Забренчали кольца железных рубах, зашуршал грубый холст накидок, где-то в темноте зафыркали, заприседали, издавая призывное ржание застоявшиеся кони, распахнулись под рыжими бровями венценосного великана беспощадные серо-голубые глаза, и, описав в душном воздухе полукруг, в самую середину стола-монолита ударила тяжелая шипастая булава.
– Кто ты, нарушивший мой покой?! – грянуло зычно и гулко, и раскаты мощного баса заполнили пещеру, сминая и глуша отголоски удара.
На подобный, скажем прямо, неординарный случай инструкций у пришельца не имелось.
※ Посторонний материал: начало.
//! Acceptance rules for files attached to a report submission.

use sha2::{Digest, Sha256};

use crate::error::ApiError;
use crate::storage::BlobStore;

/// (extension, sniffed MIME types that may carry it)
const ALLOWED: &[(&str, &[&str])] = &[
    ("jpg", &["image/jpeg"]),
    ("jpeg", &["image/jpeg"]),
    ("png", &["image/png"]),
    ("gif", &["image/gif"]),
    ("pdf", &["application/pdf"]),
    ("doc", &["application/msword", "application/x-ole-storage"]),
    ("docx", &["application/vnd.openxmlformats-officedocument.wordprocessingml.document", "application/zip"]),
];

/// An upload that passed the type and size checks but is not stored yet.
#[derive(Debug, Clone)]
pub struct Attachment {
    pub key: String,
    pub content_type: String,
    pub bytes: Vec<u8>,
}

impl Attachment {
    /// Check an uploaded file against the allow-list. Both the file name's
    /// extension and the sniffed content must agree.
    pub fn accept(file_name: &str, bytes: Vec<u8>, max_bytes: usize) -> Result<Self, ApiError> {
        if bytes.is_empty() {
            return Err(ApiError::field("file", "File is empty"));
        }
        if bytes.len() > max_bytes {
            return Err(ApiError::field("file", format!("File exceeds the {max_bytes} byte limit")));
        }
        let ext = file_name
            .rsplit_once('.')
            .map(|(_, e)| e.to_ascii_lowercase())
            .unwrap_or_default();
        let Some((ext, mimes)) = ALLOWED.iter().find(|(e, _)| *e == ext) else {
            return Err(ApiError::field("file", "Only images and documents are allowed"));
        };
        let sniffed = infer::get(&bytes).map(|t| t.mime_type());
        let content_type = match sniffed {
            Some(m) if mimes.contains(&m) => mimes[0].to_string(),
            _ => return Err(ApiError::field("file", "File content does not match its type")),
        };
        let hash = hex::encode(Sha256::digest(&bytes));
        Ok(Self { key: format!("{hash}.{ext}"), content_type, bytes })
    }

    /// Persist to the blob store and return the reference for the report row.
    pub async fn store(self, blobs: &dyn BlobStore) -> Result<String, ApiError> {
        blobs.put(&self.key, &self.content_type, &self.bytes).await?;
        Ok(self.key)
    }
}
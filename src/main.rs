use std::sync::Arc;
use std::time::Duration;

use actix_cors::Cors;
use actix_web::{middleware::Compress, web, App, HttpServer};
use tracing::{error, info, warn, Level};
use tracing_actix_web::TracingLogger;
use tracing_subscriber::EnvFilter;
use utoipa::OpenApi; // bring trait into scope for ApiDoc::openapi()
use utoipa_swagger_ui::SwaggerUi;

use casedesk::config::{AppConfig, StoreBackend};
use casedesk::openapi::ApiDoc;
use casedesk::repo::Repo;
use casedesk::{auth, storage, telemetry, AppState, SecurityHeaders};

#[actix_web::main]
async fn main() -> std::io::Result<()> {
    // Load .env automatically only in debug builds; production sets the environment externally.
    if cfg!(debug_assertions) {
        let _ = dotenv::dotenv();
    }

    tracing_subscriber::fmt()
        .with_env_filter(EnvFilter::from_default_env().add_directive(Level::INFO.into()))
        .init();

    let config = match AppConfig::from_env() {
        Ok(c) => c,
        Err(e) => {
            error!("invalid configuration: {e}");
            std::process::exit(1);
        }
    };
    info!(environment = %config.environment, store = ?config.store, storage = ?config.storage, "bootstrapping casedesk");

    let repo = match build_repo(&config).await {
        Ok(r) => r,
        Err(e) => {
            error!("cannot initialise store: {e:#}");
            std::process::exit(1);
        }
    };

    if let Err(e) = repo.ping().await {
        warn!("store not ready, retrying in the background: {e}");
        actix_web::rt::spawn(wait_for_store(repo.clone()));
    }

    if let Some(seed) = &config.seed_admin {
        match auth::ensure_seed_admin(repo.as_ref(), seed).await {
            Ok(true) => info!(username = %seed.username, "seeded admin account"),
            Ok(false) => {}
            Err(e) => warn!("could not seed admin account: {e}"),
        }
    }

    let blobs = match storage::build_blob_store(&config).await {
        Ok(b) => b,
        Err(e) => {
            error!("cannot initialise attachment store: {e:#}");
            std::process::exit(1);
        }
    };

    let mut state = AppState::new(repo, blobs, config);
    if state.config.metrics_enabled {
        match telemetry::install() {
            Ok(handle) => state = state.with_metrics(handle),
            Err(e) => warn!("metrics disabled: {e:#}"),
        }
    }

    let openapi = ApiDoc::openapi();
    let bind_addr = state.config.bind_addr.clone();
    let data = web::Data::new(state);

    let server = HttpServer::new(move || {
        let cfg = &data.config;
        let cors = {
            let mut c = Cors::default()
                .allowed_origin("http://localhost:5173")
                .allowed_origin("http://127.0.0.1:5173")
                .allow_any_header()
                .allowed_methods(["GET", "POST", "PATCH", "OPTIONS"])
                .supports_credentials()
                .max_age(3600);
            if let Some(front) = &cfg.frontend_url {
                c = c.allowed_origin(front);
            }
            c
        };

        App::new()
            .wrap(TracingLogger::default())
            .wrap(Compress::default())
            .wrap(SecurityHeaders::new(cfg.enable_hsts))
            .wrap(cors)
            .app_data(data.clone())
            .configure(casedesk::config)
            .service(SwaggerUi::new("/docs/{_:.*}").url("/docs/openapi.json", openapi.clone()))
    })
    .bind(&bind_addr)?;

    info!("Listening on http://{bind_addr}");
    server.run().await
}

/// Keep pinging until the store answers. For Postgres each ping also retries
/// the schema migrations.
async fn wait_for_store(repo: Arc<dyn Repo>) {
    let mut delay = Duration::from_secs(1);
    loop {
        tokio::time::sleep(delay).await;
        match repo.ping().await {
            Ok(()) => {
                info!("store is ready");
                return;
            }
            Err(e) => {
                delay = (delay * 2).min(Duration::from_secs(60));
                warn!("store still unavailable (next attempt in {}s): {e}", delay.as_secs());
            }
        }
    }
}

/// Build the configured store. An unreachable database is logged, not fatal:
/// the server starts degraded and `/api/health` reports it.
async fn build_repo(config: &AppConfig) -> anyhow::Result<Arc<dyn Repo>> {
    match config.store {
        #[cfg(feature = "postgres-store")]
        StoreBackend::Postgres => {
            use sqlx::postgres::PgPoolOptions;
            let url = config
                .database_url
                .as_deref()
                .ok_or_else(|| anyhow::anyhow!("DATABASE_URL must be set for the postgres store"))?;
            let pool = PgPoolOptions::new()
                .max_connections(config.database_max_connections)
                .acquire_timeout(std::time::Duration::from_secs(5))
                .connect_lazy(url)?;
            let repo = casedesk::repo::pg::PgRepo::new(pool);
            match repo.migrate().await {
                Ok(()) => info!("Using Postgres repository backend (migrations applied)"),
                Err(e) => warn!("Postgres unavailable at start-up, serving degraded: {e}"),
            }
            Ok(Arc::new(repo))
        }
        #[cfg(feature = "inmem-store")]
        StoreBackend::Memory => {
            warn!("Using in-memory repository backend; data is lost on restart");
            Ok(Arc::new(casedesk::repo::inmem::InMemRepo::new()))
        }
        #[allow(unreachable_patterns)]
        other => Err(anyhow::anyhow!("store backend {other:?} is not compiled into this build")),
    }
}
Оставалось два варианта, на выбор: перепугаться и опрометью бежать в никуда, что, разумеется, было категорически исключено, или спокойно ждать продолжения.
Ожидание, к счастью, не затянулось.
Слабым сквозняком потянуло вдруг в лицо, и откуда-то из зыбкой близлежащей мглы, источая аромат женьшеневого лосьона, шаркающей кавалерийской походкой[10] выбрел невысокий, но весьма крепенький старик в роскошном махровом халате, академической шапочке с пушистой кистью и поношенных, но вполне еще приличных войлочных шлепанцах на босу ногу.
– Опять, – брюзгливо сказал он в пустоту. – Опять никому нет дела до старого человека. Никто не хочет помнить, что старому человеку необходимо соблюдать режим, и никого не интересует, что старый человек уже почти принял снотворное. Да?
Рыжебородый громила заметно усох.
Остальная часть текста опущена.